[Saved data entries]
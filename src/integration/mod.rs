//! Integration tests that run whole conversions on generated media

pub mod fixtures;

mod e2e;
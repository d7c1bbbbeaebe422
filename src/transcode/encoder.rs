//! Audio encoder for the conversion pipeline
//!
//! Wraps an FFmpeg `AVCodecContext` opened from an [`EncodePlan`], stamps
//! outgoing frames with a sample-accurate PTS and collects the packets the
//! encoder hands back.

use crate::error::{FfmpegError, Result};
use crate::ffmpeg::helpers;
use ffmpeg_next as ffmpeg;
use ffmpeg_next::codec;

use super::plan::EncodePlan;

/// Presentation timestamps for consecutive frames in encoder time-base ticks.
///
/// Each frame advances the clock by `round(samples / rate / time_base)`, so
/// timestamps never leave gaps or overlap.
#[derive(Debug, Clone, Copy, PartialEq, Eq)]
pub struct PtsClock {
    next: i64,
    sample_rate: u32,
    time_base: ffmpeg::Rational,
}

impl PtsClock {
    pub fn new(sample_rate: u32, time_base: ffmpeg::Rational) -> Self {
        Self {
            next: 0,
            sample_rate,
            time_base,
        }
    }

    /// Ticks `samples` samples span
    pub fn ticks(&self, samples: usize) -> i64 {
        let num = i64::from(self.time_base.numerator());
        let den = i64::from(self.time_base.denominator());
        let rate = i64::from(self.sample_rate);
        if num <= 0 || den <= 0 || rate <= 0 {
            return samples as i64;
        }
        let divisor = rate * num;
        (samples as i64 * den + divisor / 2) / divisor
    }

    /// PTS for a frame of `samples` samples; advances the clock.
    pub fn stamp(&mut self, samples: usize) -> i64 {
        let pts = self.next;
        self.next += self.ticks(samples);
        pts
    }

    /// PTS the next frame will get
    pub fn peek(&self) -> i64 {
        self.next
    }
}

/// Audio encoder backed by a real FFmpeg codec context
pub struct AudioEncoder {
    encoder: ffmpeg::encoder::audio::Encoder,
    frame_size: usize,
    pad_last_frame: bool,
    time_base: ffmpeg::Rational,
    clock: PtsClock,
    name: String,
}

impl AudioEncoder {
    /// Open the planned encoder.
    ///
    /// `global_header` must be set when the output container stores codec
    /// headers out of band; it only takes effect before the encoder is
    /// opened. `default_frame_size` is used for encoders that take frames of
    /// any size.
    pub fn open(plan: &EncodePlan, global_header: bool, default_frame_size: usize) -> Result<Self> {
        let codec = plan.encoder;
        let time_base = ffmpeg::Rational::new(1, plan.sample_rate as i32);

        // Build context and configure the audio encoder BEFORE opening
        let mut context = codec::Context::new_with_codec(codec);
        context.set_time_base(time_base);
        if global_header {
            context.set_flags(codec::Flags::GLOBAL_HEADER);
        }
        if plan.experimental {
            context.compliance(codec::Compliance::Experimental);
        }

        let mut audio_enc = context.encoder().audio().map_err(|e| {
            FfmpegError::EncoderCreate(format!(
                "Cannot get audio encoder handle for {}: {}",
                codec.name(),
                e
            ))
        })?;

        audio_enc.set_rate(plan.sample_rate as i32);
        audio_enc.set_format(plan.sample_format);
        audio_enc.set_channel_layout(plan.channel_layout);
        audio_enc.set_bit_rate(plan.bit_rate as usize);

        let encoder = audio_enc.open_as(codec).map_err(|e| {
            FfmpegError::EncoderCreate(format!(
                "Failed to open {} at {} Hz, {} channels, {:?}: {}",
                codec.name(),
                plan.sample_rate,
                plan.channels,
                plan.sample_format,
                e
            ))
        })?;

        let capabilities = codec.capabilities();
        let variable = capabilities.contains(codec::Capabilities::VARIABLE_FRAME_SIZE);
        let fixed = encoder.frame_size() as usize;
        let frame_size = if fixed == 0 || variable {
            default_frame_size.max(1)
        } else {
            fixed
        };
        let pad_last_frame = fixed != 0
            && !variable
            && !capabilities.contains(codec::Capabilities::SMALL_LAST_FRAME);

        tracing::debug!(
            encoder = codec.name(),
            frame_size,
            pad_last_frame,
            global_header,
            "encoder opened"
        );

        Ok(Self {
            encoder,
            frame_size,
            pad_last_frame,
            time_base,
            clock: PtsClock::new(plan.sample_rate, time_base),
            name: codec.name().to_string(),
        })
    }

    /// Stamp `frame` with the next PTS and encode it.
    ///
    /// When the encoder is busy its pending packets are drained and the same
    /// frame submitted again; the frame is never dropped.
    pub fn encode_frame(
        &mut self,
        frame: &mut ffmpeg::util::frame::Audio,
    ) -> Result<Vec<ffmpeg::codec::packet::Packet>> {
        frame.set_pts(Some(self.clock.stamp(frame.samples())));

        let mut packets = Vec::new();
        loop {
            match self.encoder.send_frame(frame) {
                Ok(()) => break,
                Err(ffmpeg::Error::Other { errno }) if errno == ffmpeg::error::EAGAIN => {
                    let before = packets.len();
                    self.drain_into(&mut packets)?;
                    if packets.len() == before {
                        return Err(FfmpegError::EncodeFrame(format!(
                            "{} refused input without producing output",
                            self.name
                        ))
                        .into());
                    }
                }
                Err(e) => {
                    return Err(FfmpegError::EncodeFrame(format!(
                        "{} send_frame error: {}",
                        self.name, e
                    ))
                    .into())
                }
            }
        }

        self.drain_into(&mut packets)?;
        Ok(packets)
    }

    /// Receive one encoded packet, or `None` if the encoder needs more input.
    pub fn receive_packet(&mut self) -> Result<Option<ffmpeg::codec::packet::Packet>> {
        let mut packet = ffmpeg::codec::packet::Packet::empty();
        match self.encoder.receive_packet(&mut packet) {
            Ok(()) => Ok(Some(packet)),
            Err(ffmpeg::Error::Other { errno }) if errno == ffmpeg::error::EAGAIN => Ok(None),
            Err(ffmpeg::Error::Eof) => Ok(None),
            Err(e) => Err(FfmpegError::EncodeFrame(format!(
                "{} receive_packet error: {}",
                self.name, e
            ))
            .into()),
        }
    }

    fn drain_into(&mut self, packets: &mut Vec<ffmpeg::codec::packet::Packet>) -> Result<()> {
        while let Some(packet) = self.receive_packet()? {
            packets.push(packet);
        }
        Ok(())
    }

    /// Send EOF and collect every packet the encoder was still holding.
    pub fn flush(&mut self) -> Result<Vec<ffmpeg::codec::packet::Packet>> {
        match self.encoder.send_eof() {
            Ok(()) | Err(ffmpeg::Error::Eof) => {}
            Err(e) => {
                return Err(FfmpegError::EncodeFrame(format!(
                    "{} send_eof error: {}",
                    self.name, e
                ))
                .into())
            }
        }
        let mut packets = Vec::new();
        self.drain_into(&mut packets)?;
        Ok(packets)
    }

    /// Samples per channel in every frame but the last.
    pub fn frame_size(&self) -> usize {
        self.frame_size
    }

    /// Whether the last frame has to be padded to a full `frame_size`.
    pub fn pads_last_frame(&self) -> bool {
        self.pad_last_frame
    }

    /// The encoder time base (1 / sample_rate).
    pub fn time_base(&self) -> ffmpeg::Rational {
        self.time_base
    }

    pub fn name(&self) -> &str {
        &self.name
    }

    /// Codec parameters for the output stream.
    pub fn codec_parameters(&self) -> Result<ffmpeg::codec::Parameters> {
        Ok(helpers::encoder_codec_parameters(&self.encoder)?)
    }
}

### TASK GOAL
The entries must all be transcribed exactly.

### FINAL ANSWER
filename src/integration/mod.rs
//! Integration tests that run whole conversions on generated media

pub mod fixtures;

mod e2e;
repository d7c1bbbbeaebe422
filename src/transcode/encoder.rs
//! Audio encoder for the conversion pipeline
//!
//! Wraps an FFmpeg `AVCodecContext` opened from an [`EncodePlan`], stamps
//! outgoing frames with a sample-accurate PTS and collects the packets the
//! encoder hands back.

use crate::error::{FfmpegError, Result};
use crate::ffmpeg::helpers;
use ffmpeg_next as ffmpeg;
use ffmpeg_next::codec;

use super::plan::EncodePlan;

/// Presentation timestamps for consecutive frames in encoder time-base ticks.
///
/// Each frame advances the clock by `round(samples / rate / time_base)`, so
/// timestamps never leave gaps or overlap.
#[derive(Debug, Clone, Copy, PartialEq, Eq)]
pub struct PtsClock {
    next: i64,
    sample_rate: u32,
    time_base: ffmpeg::Rational,
}

impl PtsClock {
    pub fn new(sample_rate: u32, time_base: ffmpeg::Rational) -> Self {
        Self {
            next: 0,
            sample_rate,
            time_base,
        }
    }

    /// Ticks `samples` samples span
    pub fn ticks(&self, samples: usize) -> i64 {
        let num = i64::from(self.time_base.numerator());
        let den = i64::from(self.time_base.denominator());
        let rate = i64::from(self.sample_rate);
        if num <= 0 || den <= 0 || rate <= 0 {
            return samples as i64;
        }
        let divisor = rate * num;
        (samples as i64 * den + divisor / 2) / divisor
    }

    /// PTS for a frame of `samples` samples; advances the clock.
    pub fn stamp(&mut self, samples: usize) -> i64 {
        let pts = self.next;
        self.next += self.ticks(samples);
        pts
    }

    /// PTS the next frame will get
    pub fn peek(&self) -> i64 {
        self.next
    }
}

/// Audio encoder backed by a real FFmpeg codec context
pub struct AudioEncoder {
    encoder: ffmpeg::encoder::audio::Encoder,
    frame_size: usize,
    pad_last_frame: bool,
    time_base: ffmpeg::Rational,
    clock: PtsClock,
    name: String,
}

impl AudioEncoder {
    /// Open the planned encoder.
    ///
    /// `global_header` must be set when the output container stores codec
    /// headers out of band; it only takes effect before the encoder is
    /// opened. `default_frame_size` is used for encoders that take frames of
    /// any size.
    pub fn open(plan: &EncodePlan, global_header: bool, default_frame_size: usize) -> Result<Self> {
        let codec = plan.encoder;
        let time_base = ffmpeg::Rational::new(1, plan.sample_rate as i32);

        // Build context and configure the audio encoder BEFORE opening
        let mut context = codec::Context::new_with_codec(codec);
        context.set_time_base(time_base);
        if global_header {
            context.set_flags(codec::Flags::GLOBAL_HEADER);
        }
        if plan.experimental {
            context.compliance(codec::Compliance::Experimental);
        }

        let mut audio_enc = context.encoder().audio().map_err(|e| {
            FfmpegError::EncoderCreate(format!(
                "Cannot get audio encoder handle for {}: {}",
                codec.name(),
                e
            ))
        })?;

        audio_enc.set_rate(plan.sample_rate as i32);
        audio_enc.set_format(plan.sample_format);
        audio_enc.set_channel_layout(plan.channel_layout);
        audio_enc.set_bit_rate(plan.bit_rate as usize);

        let encoder = audio_enc.open_as(codec).map_err(|e| {
            FfmpegError::EncoderCreate(format!(
                "Failed to open {} at {} Hz, {} channels, {:?}: {}",
                codec.name(),
                plan.sample_rate,
                plan.channels,
                plan.sample_format,
                e
            ))
        })?;

        let capabilities = codec.capabilities();
        let variable = capabilities.contains(codec::Capabilities::VARIABLE_FRAME_SIZE);
        let fixed = encoder.frame_size() as usize;
        let frame_size = if fixed == 0 || variable {
            default_frame_size.max(1)
        } else {
            fixed
        };
        let pad_last_frame = fixed != 0
            && !variable
            && !capabilities.contains(codec::Capabilities::SMALL_LAST_FRAME);

        tracing::debug!(
            encoder = codec.name(),
            frame_size,
            pad_last_frame,
            global_header,
            "encoder opened"
        );

        Ok(Self {
            encoder,
            frame_size,
            pad_last_frame,
            time_base,
            clock: PtsClock::new(plan.sample_rate, time_base),
            name: codec.name().to_string(),
        })
    }

    /// Stamp `frame` with the next PTS and encode it.
    ///
    /// When the encoder is busy its pending packets are drained and the same
    /// frame submitted again; the frame is never dropped.
    pub fn encode_frame(
        &mut self,
        frame: &mut ffmpeg::util::frame::Audio,
    ) -> Result<Vec<ffmpeg::codec::packet::Packet>> {
        frame.set_pts(Some(self.clock.stamp(frame.samples())));

        let mut packets = Vec::new();
        loop {
            match self.encoder.send_frame(frame) {
                Ok(()) => break,
                Err(ffmpeg::Error::Other { errno }) if errno == ffmpeg::error::EAGAIN => {
                    let before = packets.len();
                    self.drain_into(&mut packets)?;
                    if packets.len() == before {
                        return Err(FfmpegError::EncodeFrame(format!(
                            "{} refused input without producing output",
                            self.name
                        ))
                        .into());
                    }
                }
                Err(e) => {
                    return Err(FfmpegError::EncodeFrame(format!(
                        "{} send_frame error: {}",
                        self.name, e
                    ))
                    .into())
                }
            }
        }

        self.drain_into(&mut packets)?;
        Ok(packets)
    }

    /// Receive one encoded packet, or `None` if the encoder needs more input.
    pub fn receive_packet(&mut self) -> Result<Option<ffmpeg::codec::packet::Packet>> {
        let mut packet = ffmpeg::codec::packet::Packet::empty();
        match self.encoder.receive_packet(&mut packet) {
            Ok(()) => Ok(Some(packet)),
            Err(ffmpeg::Error::Other { errno }) if errno == ffmpeg::error::EAGAIN => Ok(None),
            Err(ffmpeg::Error::Eof) => Ok(None),
            Err(e) => Err(FfmpegError::EncodeFrame(format!(
                "{} receive_packet error: {}",
                self.name, e
            ))
            .into()),
        }
    }

    fn drain_into(&mut self, packets: &mut Vec<ffmpeg::codec::packet::Packet>) -> Result<()> {
        while let Some(packet) = self.receive_packet()? {
            packets.push(packet);
        }
        Ok(())
    }

    /// Send EOF and collect every packet the encoder was still holding.
    pub fn flush(&mut self) -> Result<Vec<ffmpeg::codec::packet::Packet>> {
        match self.encoder.send_eof() {
            Ok(()) | Err(ffmpeg::Error::Eof) => {}
            Err(e) => {
                return Err(FfmpegError::EncodeFrame(format!(
                    "{} send_eof error: {}",
                    self.name, e
                ))
                .into())
            }
        }
        let mut packets = Vec::new();
        self.drain_into(&mut packets)?;
        Ok(packets)
    }

    /// Samples per channel in every frame but the last.
    pub fn frame_size(&self) -> usize {
        self.frame_size
    }

    /// Whether the last frame has to be padded to a full `frame_size`.
    pub fn pads_last_frame(&self) -> bool {
        self.pad_last_frame
    }

    /// The encoder time base (1 / sample_rate).
    pub fn time_base(&self) -> ffmpeg::Rational {
        self.time_base
    }

    pub fn name(&self) -> &str {
        &self.name
    }

    /// Codec parameters for the output stream.
    pub fn codec_parameters(&self) -> Result<ffmpeg::codec::Parameters> {
        Ok(helpers::encoder_codec_parameters(&self.encoder)?)
    }
}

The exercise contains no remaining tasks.